§ **Exercise directions**:
Where in the records does the word "MemoryTokenStore" occur? Copy each line in which it does.

######

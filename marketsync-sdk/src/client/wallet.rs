//! Wallet API client (wallet screen → backend).
//!
//! Every call carries the bearer token from the injected [`TokenStore`].
//! The `*_request` builders are public so screens can hand the read
//! descriptors to a concurrent loader instead of calling them one by one.

use std::sync::Arc;

use super::{ClientError, ResilientRequester};
use crate::objects::payment_method::{PaymentMethodDraft, PaymentMethodList, SavedPaymentMethod};
use crate::objects::wallet::{TopUpReceipt, TopUpRequest, WalletBalance};
use crate::request::RequestDescriptor;
use crate::session::TokenStore;

pub const BALANCE_PATH: &str = "/api/wallet/balance";
pub const PAYMENT_METHODS_PATH: &str = "/api/wallet/payment-methods";
pub const TOP_UP_PATH: &str = "/api/wallet/topup";

/// Typed client for the wallet endpoints.
#[derive(Clone)]
pub struct WalletClient {
    requester: ResilientRequester,
    session: Arc<dyn TokenStore>,
}

impl WalletClient {
    pub fn new(requester: ResilientRequester, session: Arc<dyn TokenStore>) -> Self {
        Self { requester, session }
    }

    pub fn requester(&self) -> &ResilientRequester {
        &self.requester
    }

    fn authorize(&self, descriptor: RequestDescriptor) -> RequestDescriptor {
        match self.session.bearer_token() {
            Some(token) => descriptor.with_bearer(&token),
            None => descriptor,
        }
    }

    pub fn balance_request(&self) -> RequestDescriptor {
        self.authorize(RequestDescriptor::get(BALANCE_PATH))
    }

    pub fn payment_methods_request(&self) -> RequestDescriptor {
        self.authorize(RequestDescriptor::get(PAYMENT_METHODS_PATH))
    }

    /// `POST /api/wallet/payment-methods` with the normalised draft.
    pub fn add_payment_method_request(
        &self,
        draft: &PaymentMethodDraft,
    ) -> Result<RequestDescriptor, ClientError> {
        let descriptor = RequestDescriptor::post(PAYMENT_METHODS_PATH).with_json(&draft.normalized())?;
        Ok(self.authorize(descriptor))
    }

    pub fn set_default_request(&self, id: &str) -> RequestDescriptor {
        self.authorize(RequestDescriptor::put(format!(
            "{PAYMENT_METHODS_PATH}/{}/default",
            urlencoding::encode(id)
        )))
    }

    pub fn remove_request(&self, id: &str) -> RequestDescriptor {
        self.authorize(RequestDescriptor::delete(format!(
            "{PAYMENT_METHODS_PATH}/{}",
            urlencoding::encode(id)
        )))
    }

    pub fn top_up_request(&self, body: &TopUpRequest) -> Result<RequestDescriptor, ClientError> {
        let descriptor = RequestDescriptor::post(TOP_UP_PATH).with_json(body)?;
        Ok(self.authorize(descriptor))
    }

    /// `GET /api/wallet/balance`.
    pub async fn balance(&self) -> Result<WalletBalance, ClientError> {
        let resp = self.requester.send(&self.balance_request()).await?;
        Ok(resp.decode()?)
    }

    /// `GET /api/wallet/payment-methods`.
    pub async fn payment_methods(&self) -> Result<Vec<SavedPaymentMethod>, ClientError> {
        let resp = self.requester.send(&self.payment_methods_request()).await?;
        Ok(resp.decode::<PaymentMethodList>()?.payment_methods)
    }

    /// `POST /api/wallet/payment-methods`; returns the server's redacted record.
    pub async fn add_payment_method(
        &self,
        draft: &PaymentMethodDraft,
    ) -> Result<SavedPaymentMethod, ClientError> {
        let resp = self
            .requester
            .send(&self.add_payment_method_request(draft)?)
            .await?;
        Ok(resp.decode()?)
    }

    /// `PUT /api/wallet/payment-methods/{id}/default`; returns the full list
    /// as the server now sees it.
    pub async fn set_default_method(
        &self,
        id: &str,
    ) -> Result<Vec<SavedPaymentMethod>, ClientError> {
        let resp = self.requester.send(&self.set_default_request(id)).await?;
        Ok(resp.decode::<PaymentMethodList>()?.payment_methods)
    }

    /// `DELETE /api/wallet/payment-methods/{id}`; returns the remaining list.
    pub async fn remove_method(&self, id: &str) -> Result<Vec<SavedPaymentMethod>, ClientError> {
        let resp = self.requester.send(&self.remove_request(id)).await?;
        Ok(resp.decode::<PaymentMethodList>()?.payment_methods)
    }

    /// `POST /api/wallet/topup`.
    pub async fn top_up(&self, body: &TopUpRequest) -> Result<TopUpReceipt, ClientError> {
        let resp = self.requester.send(&self.top_up_request(body)?).await?;
        Ok(resp.decode()?)
    }
}

#[cfg(test)]
mod tests {
    use super::*;
    use crate::config::EndpointConfig;
    use crate::endpoint::EndpointResolver;
    use crate::request::{AUTHORIZATION_HEADER, Method};
    use crate::session::MemoryTokenStore;
    use crate::client::transport::NeverTransport;

    fn client(token: Option<&str>) -> WalletClient {
        let store = match token {
            Some(t) => MemoryTokenStore::with_token(t),
            None => MemoryTokenStore::new(),
        };
        let requester = ResilientRequester::with_transport(
            EndpointResolver::new(EndpointConfig::default()),
            Arc::new(NeverTransport),
        );
        WalletClient::new(requester, Arc::new(store))
    }

    #[test]
    fn test_requests_carry_bearer() {
        let c = client(Some("tok"));
        assert_eq!(
            c.balance_request().headers().get(AUTHORIZATION_HEADER),
            Some("Bearer tok")
        );
        assert!(
            client(None)
                .balance_request()
                .headers()
                .get(AUTHORIZATION_HEADER)
                .is_none()
        );
    }

    #[test]
    fn test_paths_and_methods() {
        let c = client(None);
        let set_default = c.set_default_request("pm 1");
        assert_eq!(set_default.method(), Method::Put);
        assert_eq!(set_default.path(), "/api/wallet/payment-methods/pm%201/default");
        assert!(set_default.idempotency_token().is_some());

        let remove = c.remove_request("pm1");
        assert_eq!(remove.method(), Method::Delete);
        assert_eq!(remove.path(), "/api/wallet/payment-methods/pm1");
    }

    #[test]
    fn test_add_sends_normalised_draft_without_confirmation() {
        use crate::objects::payment_method::PaymentMethodDetails;
        let draft = PaymentMethodDraft::new(PaymentMethodDetails::NetBanking {
            bank_name: "SBI".into(),
            holder_name: "Meera".into(),
            account_number: "12 34 56".into(),
            confirm_account_number: "123456".into(),
            ifsc: None,
        });
        let desc = client(None).add_payment_method_request(&draft).unwrap();
        let body: serde_json::Value = serde_json::from_slice(desc.body().unwrap()).unwrap();
        assert_eq!(body["accountNumber"], "123456");
        assert!(body.get("confirmAccountNumber").is_none());
    }
}
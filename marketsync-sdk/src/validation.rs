//! Payment method validation.
//!
//! [`validate_payment_draft`] is a pure function: no network, no storage, no
//! hidden state. The same function gates the submit button and re-checks the
//! draft right before dispatch, since the rendered state can be stale by the
//! time the user clicks.

use crate::objects::payment_method::{PaymentMethodDetails, PaymentMethodDraft};

/// Why a draft cannot be submitted. `Display` is the message shown to the
/// user.
#[derive(Debug, Clone, Copy, PartialEq, Eq, thiserror::Error)]
pub enum DraftRejection {
    #[error("UPI ID is required")]
    UpiIdMissing,
    #[error("UPI ID must contain '@' (for example name@bank)")]
    UpiIdWithoutHandle,

    #[error("card number may only contain digits, spaces and dashes")]
    CardNumberCharacters,
    #[error("card number must be 12 to 19 digits")]
    CardNumberLength,
    #[error("card holder name is required")]
    CardHolderMissing,
    #[error("expiry month must be a number from 1 to 12")]
    ExpiryMonth,
    #[error("expiry year must be 2 to 4 digits")]
    ExpiryYear,
    #[error("CVV must be 3 or 4 digits")]
    Cvv,

    #[error("bank name is required")]
    BankNameMissing,
    #[error("account holder name is required")]
    AccountHolderMissing,
    #[error("account number may only contain digits, spaces and dashes")]
    AccountNumberCharacters,
    #[error("account number must be 6 to 18 digits")]
    AccountNumberLength,
    #[error("account number and confirmation do not match")]
    AccountNumberMismatch,
}

/// Result of validating a draft.
#[derive(Debug, Clone, Copy, PartialEq, Eq)]
pub enum ValidationOutcome {
    Valid,
    Invalid(DraftRejection),
}

impl ValidationOutcome {
    pub fn is_valid(&self) -> bool {
        matches!(self, ValidationOutcome::Valid)
    }

    /// Human-readable reason, if invalid.
    pub fn reason(&self) -> Option<String> {
        match self {
            ValidationOutcome::Valid => None,
            ValidationOutcome::Invalid(rejection) => Some(rejection.to_string()),
        }
    }

    pub fn into_result(self) -> Result<(), DraftRejection> {
        match self {
            ValidationOutcome::Valid => Ok(()),
            ValidationOutcome::Invalid(rejection) => Err(rejection),
        }
    }
}

impl From<Result<(), DraftRejection>> for ValidationOutcome {
    fn from(value: Result<(), DraftRejection>) -> Self {
        match value {
            Ok(()) => ValidationOutcome::Valid,
            Err(rejection) => ValidationOutcome::Invalid(rejection),
        }
    }
}

/// Check a draft. Rules run in a fixed order; the first violation wins.
/// Only the fields of the draft's own type are looked at.
pub fn validate_payment_draft(draft: &PaymentMethodDraft) -> ValidationOutcome {
    match &draft.details {
        PaymentMethodDetails::Upi { upi_id } => check_upi(upi_id),
        PaymentMethodDetails::Card {
            number,
            holder_name,
            expiry_month,
            expiry_year,
            cvv,
        } => check_card(number, holder_name, expiry_month, expiry_year, cvv),
        PaymentMethodDetails::NetBanking {
            bank_name,
            holder_name,
            account_number,
            confirm_account_number,
            ifsc: _,
        } => check_net_banking(bank_name, holder_name, account_number, confirm_account_number),
    }
    .into()
}

fn check_upi(upi_id: &str) -> Result<(), DraftRejection> {
    let upi_id = upi_id.trim();
    if upi_id.is_empty() {
        return Err(DraftRejection::UpiIdMissing);
    }
    if !upi_id.contains('@') {
        return Err(DraftRejection::UpiIdWithoutHandle);
    }
    Ok(())
}

fn check_card(
    number: &str,
    holder_name: &str,
    expiry_month: &str,
    expiry_year: &str,
    cvv: &str,
) -> Result<(), DraftRejection> {
    let number = grouped_digits(number).ok_or(DraftRejection::CardNumberCharacters)?;
    if !(12..=19).contains(&number.len()) {
        return Err(DraftRejection::CardNumberLength);
    }
    if holder_name.trim().is_empty() {
        return Err(DraftRejection::CardHolderMissing);
    }
    match expiry_month.trim().parse::<u8>() {
        Ok(month) if (1..=12).contains(&month) => {}
        _ => return Err(DraftRejection::ExpiryMonth),
    }
    if !all_digits_in(expiry_year.trim(), 2..=4) {
        return Err(DraftRejection::ExpiryYear);
    }
    if !all_digits_in(cvv.trim(), 3..=4) {
        return Err(DraftRejection::Cvv);
    }
    Ok(())
}

fn check_net_banking(
    bank_name: &str,
    holder_name: &str,
    account_number: &str,
    confirm_account_number: &str,
) -> Result<(), DraftRejection> {
    if bank_name.trim().is_empty() {
        return Err(DraftRejection::BankNameMissing);
    }
    if holder_name.trim().is_empty() {
        return Err(DraftRejection::AccountHolderMissing);
    }
    let account =
        grouped_digits(account_number).ok_or(DraftRejection::AccountNumberCharacters)?;
    if !(6..=18).contains(&account.len()) {
        return Err(DraftRejection::AccountNumberLength);
    }
    if grouped_digits(confirm_account_number).as_deref() != Some(account.as_str()) {
        return Err(DraftRejection::AccountNumberMismatch);
    }
    Ok(())
}

/// Digits of a number typed in groups (`4242 4242`, `4242-4242`). `None` if
/// anything other than digits, spaces and dashes was typed.
fn grouped_digits(value: &str) -> Option<String> {
    value
        .chars()
        .filter(|c| !matches!(c, ' ' | '-'))
        .map(|c| c.is_ascii_digit().then_some(c))
        .collect()
}

fn all_digits_in(value: &str, len: std::ops::RangeInclusive<usize>) -> bool {
    len.contains(&value.len()) && value.bytes().all(|b| b.is_ascii_digit())
}
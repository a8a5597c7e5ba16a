//! Final responses and their classification.
//!
//! The requester hands back a [`Response`] for any HTTP answer, whatever the
//! status. Turning it into a typed value or an [`ApiFailure`] happens here,
//! once, for every endpoint.

use bytes::Bytes;
use serde::de::DeserializeOwned;
use serde_json::Value;

use crate::objects::envelope::{ApiFailure, Envelope};

/// The HTTP answer of the candidate that ended the walk.
#[derive(Debug, Clone, PartialEq, Eq)]
pub struct Response {
    status: u16,
    url: String,
    body: Bytes,
}

impl Response {
    pub fn new(status: u16, url: impl Into<String>, body: impl Into<Bytes>) -> Self {
        Self {
            status,
            url: url.into(),
            body: body.into(),
        }
    }

    pub fn status(&self) -> u16 {
        self.status
    }

    /// The candidate URL that produced this response.
    pub fn url(&self) -> &str {
        &self.url
    }

    pub fn body(&self) -> &Bytes {
        &self.body
    }

    pub fn is_success_status(&self) -> bool {
        (200..300).contains(&self.status)
    }

    /// Lenient envelope; unreadable bodies become an empty envelope.
    pub fn envelope(&self) -> Envelope {
        Envelope::parse_lenient(&self.body)
    }

    /// Envelope `data` of a successful response, or the classified failure.
    ///
    /// Success needs both a 2xx status and `success: true`. For failures the
    /// first `errors` entry wins over `message`.
    pub fn into_data(self) -> Result<Value, ApiFailure> {
        let envelope = match Envelope::parse(&self.body) {
            Ok(envelope) => envelope,
            Err(_) if self.status == 404 => {
                return Err(ApiFailure::RouteNotFound {
                    url: self.url,
                    message: None,
                });
            }
            Err(_) => return Err(ApiFailure::MalformedResponse { status: self.status }),
        };

        if self.is_success_status() && envelope.is_success() {
            return Ok(envelope.data.unwrap_or(Value::Null));
        }

        if self.status == 404 {
            return Err(ApiFailure::RouteNotFound {
                url: self.url,
                message: envelope.message,
            });
        }

        if let Some(message) = envelope.first_error_message() {
            return Err(ApiFailure::Validation {
                status: self.status,
                message,
            });
        }

        let message = envelope
            .message
            .unwrap_or_else(|| format!("request failed with status {}", self.status));
        Err(ApiFailure::Server {
            status: self.status,
            message,
        })
    }

    /// Decode the envelope `data` into the endpoint's schema type.
    pub fn decode<T: DeserializeOwned>(self) -> Result<T, ApiFailure> {
        let status = self.status;
        let data = self.into_data()?;
        serde_json::from_value(data).map_err(|e| {
            tracing::warn!(status, error = %e, "response data did not match schema");
            ApiFailure::MalformedResponse { status }
        })
    }

    /// Message shown for a failed read of `resource`: the server's
    /// `message`, then the first validation error, then a generic line.
    pub fn fetch_error_message(&self, resource: &str) -> String {
        let envelope = self.envelope();
        envelope
            .message
            .clone()
            .or_else(|| envelope.first_error_message())
            .unwrap_or_else(|| format!("{resource} failed ({})", self.status))
    }
}
//! Session token storage.
//!
//! The request layer never reads ambient global storage. Callers inject a
//! [`TokenStore`]; the typed clients only ever `get` the bearer token from
//! it. Token refresh and persistence belong to whoever owns the store.

use std::collections::HashMap;
use std::sync::{PoisonError, RwLock};

/// Key holding the bearer token.
pub const TOKEN_KEY: &str = "token";
/// Key holding the signed-in user's id.
pub const USER_ID_KEY: &str = "userId";

/// Opaque synchronous key-value store for session data.
pub trait TokenStore: Send + Sync {
    fn get(&self, key: &str) -> Option<String>;
    fn set(&self, key: &str, value: &str);
    fn clear(&self, key: &str);

    fn bearer_token(&self) -> Option<String> {
        self.get(TOKEN_KEY).filter(|t| !t.is_empty())
    }

    fn user_id(&self) -> Option<String> {
        self.get(USER_ID_KEY)
    }
}

/// In-process [`TokenStore`].
#[derive(Debug, Default)]
pub struct MemoryTokenStore {
    entries: RwLock<HashMap<String, String>>,
}

impl MemoryTokenStore {
    pub fn new() -> Self {
        Self::default()
    }

    /// Store pre-seeded with a bearer token.
    pub fn with_token(token: impl Into<String>) -> Self {
        let store = Self::new();
        store.set(TOKEN_KEY, &token.into());
        store
    }
}

impl TokenStore for MemoryTokenStore {
    fn get(&self, key: &str) -> Option<String> {
        self.entries
            .read()
            .unwrap_or_else(PoisonError::into_inner)
            .get(key)
            .cloned()
    }

    fn set(&self, key: &str, value: &str) {
        self.entries
            .write()
            .unwrap_or_else(PoisonError::into_inner)
            .insert(key.to_string(), value.to_string());
    }

    fn clear(&self, key: &str) {
        self.entries
            .write()
            .unwrap_or_else(PoisonError::into_inner)
            .remove(key);
    }
}
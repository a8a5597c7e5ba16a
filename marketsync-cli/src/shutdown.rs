//! Interrupt handling.

use marketsync_sdk::cancel::CancelHandle;
use tokio::task::JoinHandle;

/// Spawns a task that fires `handle` on the first Ctrl+C.
pub fn spawn_interrupt_handler(handle: CancelHandle) -> JoinHandle<()> {
    tokio::spawn(async move {
        match tokio::signal::ctrl_c().await {
            Ok(()) => {
                tracing::info!("Received Ctrl+C, cancelling");
                handle.cancel();
            }
            Err(e) => tracing::warn!("Failed to install Ctrl+C handler: {}", e),
        }
    })
}
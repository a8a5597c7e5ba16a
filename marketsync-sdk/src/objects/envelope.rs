//! The `{success, data, message, errors}` response envelope.

use serde::{Deserialize, Serialize};
use serde_json::Value;

/// Response wrapper used by every backend endpoint.
///
/// Parsing is lenient: an empty body is an empty envelope, and anything that
/// is not a JSON object is reported as malformed but still yields an empty
/// envelope. A missing or non-boolean `success` counts as failure.
#[derive(Debug, Clone, Default, PartialEq, Serialize, Deserialize)]
pub struct Envelope {
    #[serde(default, skip_serializing_if = "Option::is_none")]
    pub success: Option<bool>,
    #[serde(default, skip_serializing_if = "Option::is_none")]
    pub data: Option<Value>,
    #[serde(default, skip_serializing_if = "Option::is_none")]
    pub message: Option<String>,
    #[serde(default, skip_serializing_if = "Vec::is_empty")]
    pub errors: Vec<Value>,
}

/// The body could not be read as a JSON object.
#[derive(Debug, Clone, PartialEq, Eq, thiserror::Error)]
#[error("response body is not a JSON object")]
pub struct MalformedBody;

impl Envelope {
    /// Parse a response body, reporting bodies that are not JSON objects.
    pub fn parse(body: &[u8]) -> Result<Self, MalformedBody> {
        if body.iter().all(u8::is_ascii_whitespace) {
            return Ok(Self::default());
        }
        let value: Value = serde_json::from_slice(body).map_err(|_| MalformedBody)?;
        let Value::Object(mut fields) = value else {
            return Err(MalformedBody);
        };

        Ok(Self {
            success: fields.get("success").and_then(Value::as_bool),
            data: fields.remove("data").filter(|v| !v.is_null()),
            message: fields
                .get("message")
                .and_then(Value::as_str)
                .map(str::trim)
                .filter(|m| !m.is_empty())
                .map(str::to_string),
            errors: match fields.remove("errors") {
                Some(Value::Array(errors)) => errors,
                _ => Vec::new(),
            },
        })
    }

    /// Parse a response body, treating anything unreadable as empty.
    pub fn parse_lenient(body: &[u8]) -> Self {
        Self::parse(body).unwrap_or_default()
    }

    pub fn is_success(&self) -> bool {
        self.success == Some(true)
    }

    /// Message of the first entry in `errors`.
    ///
    /// Entries are either plain strings or objects carrying `msg` or
    /// `message`.
    pub fn first_error_message(&self) -> Option<String> {
        let first = self.errors.first()?;
        let text = match first {
            Value::String(s) => Some(s.as_str()),
            Value::Object(obj) => obj
                .get("msg")
                .or_else(|| obj.get("message"))
                .and_then(Value::as_str),
            _ => None,
        }?;
        let text = text.trim();
        (!text.is_empty()).then(|| text.to_string())
    }
}

/// Classified failure of a request that did get an HTTP response.
#[derive(Debug, Clone, PartialEq, Eq, thiserror::Error)]
pub enum ApiFailure {
    /// Every host that answered said 404.
    #[error("route not found on any backend host ({url})")]
    RouteNotFound { url: String, message: Option<String> },

    /// The backend reported a field-level validation problem.
    #[error("{message}")]
    Validation { status: u16, message: String },

    /// Non-2xx, or 2xx without `success: true`.
    #[error("{message}")]
    Server { status: u16, message: String },

    /// The body was not JSON, or `data` did not match the expected schema.
    #[error("backend sent an unreadable response (status {status})")]
    MalformedResponse { status: u16 },
}

impl ApiFailure {
    pub fn status(&self) -> Option<u16> {
        match self {
            ApiFailure::RouteNotFound { .. } => Some(404),
            ApiFailure::Validation { status, .. }
            | ApiFailure::Server { status, .. }
            | ApiFailure::MalformedResponse { status } => Some(*status),
        }
    }
}

#[cfg(test)]
mod tests {
    use super::*;
    use serde_json::json;

    #[test]
    fn test_parse_full_envelope() {
        let env = Envelope::parse(
            br#"{"success":true,"data":{"balance":10},"message":" ok ","errors":[]}"#,
        )
        .unwrap();
        assert!(env.is_success());
        assert_eq!(env.data, Some(json!({"balance": 10})));
        assert_eq!(env.message.as_deref(), Some("ok"));
    }

    #[test]
    fn test_empty_body_is_empty_envelope() {
        assert_eq!(Envelope::parse(b"").unwrap(), Envelope::default());
        assert_eq!(Envelope::parse(b"  \n").unwrap(), Envelope::default());
    }

    #[test]
    fn test_non_json_is_malformed_but_lenient() {
        assert_eq!(Envelope::parse(b"<html>502</html>"), Err(MalformedBody));
        assert_eq!(Envelope::parse(b"[1,2]"), Err(MalformedBody));
        let env = Envelope::parse_lenient(b"<html>502</html>");
        assert!(!env.is_success());
    }

    #[test]
    fn test_missing_or_odd_success_is_failure() {
        assert!(!Envelope::parse(br#"{"data":1}"#).unwrap().is_success());
        assert!(!Envelope::parse(br#"{"success":"true"}"#).unwrap().is_success());
    }

    #[test]
    fn test_first_error_message_shapes() {
        let env = Envelope::parse(br#"{"errors":[{"msg":"Amount required"},"x"]}"#).unwrap();
        assert_eq!(env.first_error_message().as_deref(), Some("Amount required"));

        let env = Envelope::parse(br#"{"errors":["plain"]}"#).unwrap();
        assert_eq!(env.first_error_message().as_deref(), Some("plain"));

        let env = Envelope::parse(br#"{"errors":[{"message":"m"}]}"#).unwrap();
        assert_eq!(env.first_error_message().as_deref(), Some("m"));

        let env = Envelope::parse(br#"{"errors":[42]}"#).unwrap();
        assert_eq!(env.first_error_message(), None);
    }
}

######

§ **Your solution**:
    use crate::session::MemoryTokenStore;
            Some(t) => MemoryTokenStore::with_token(t),
            None => MemoryTokenStore::new(),
pub struct MemoryTokenStore {
impl MemoryTokenStore {
impl TokenStore for MemoryTokenStore {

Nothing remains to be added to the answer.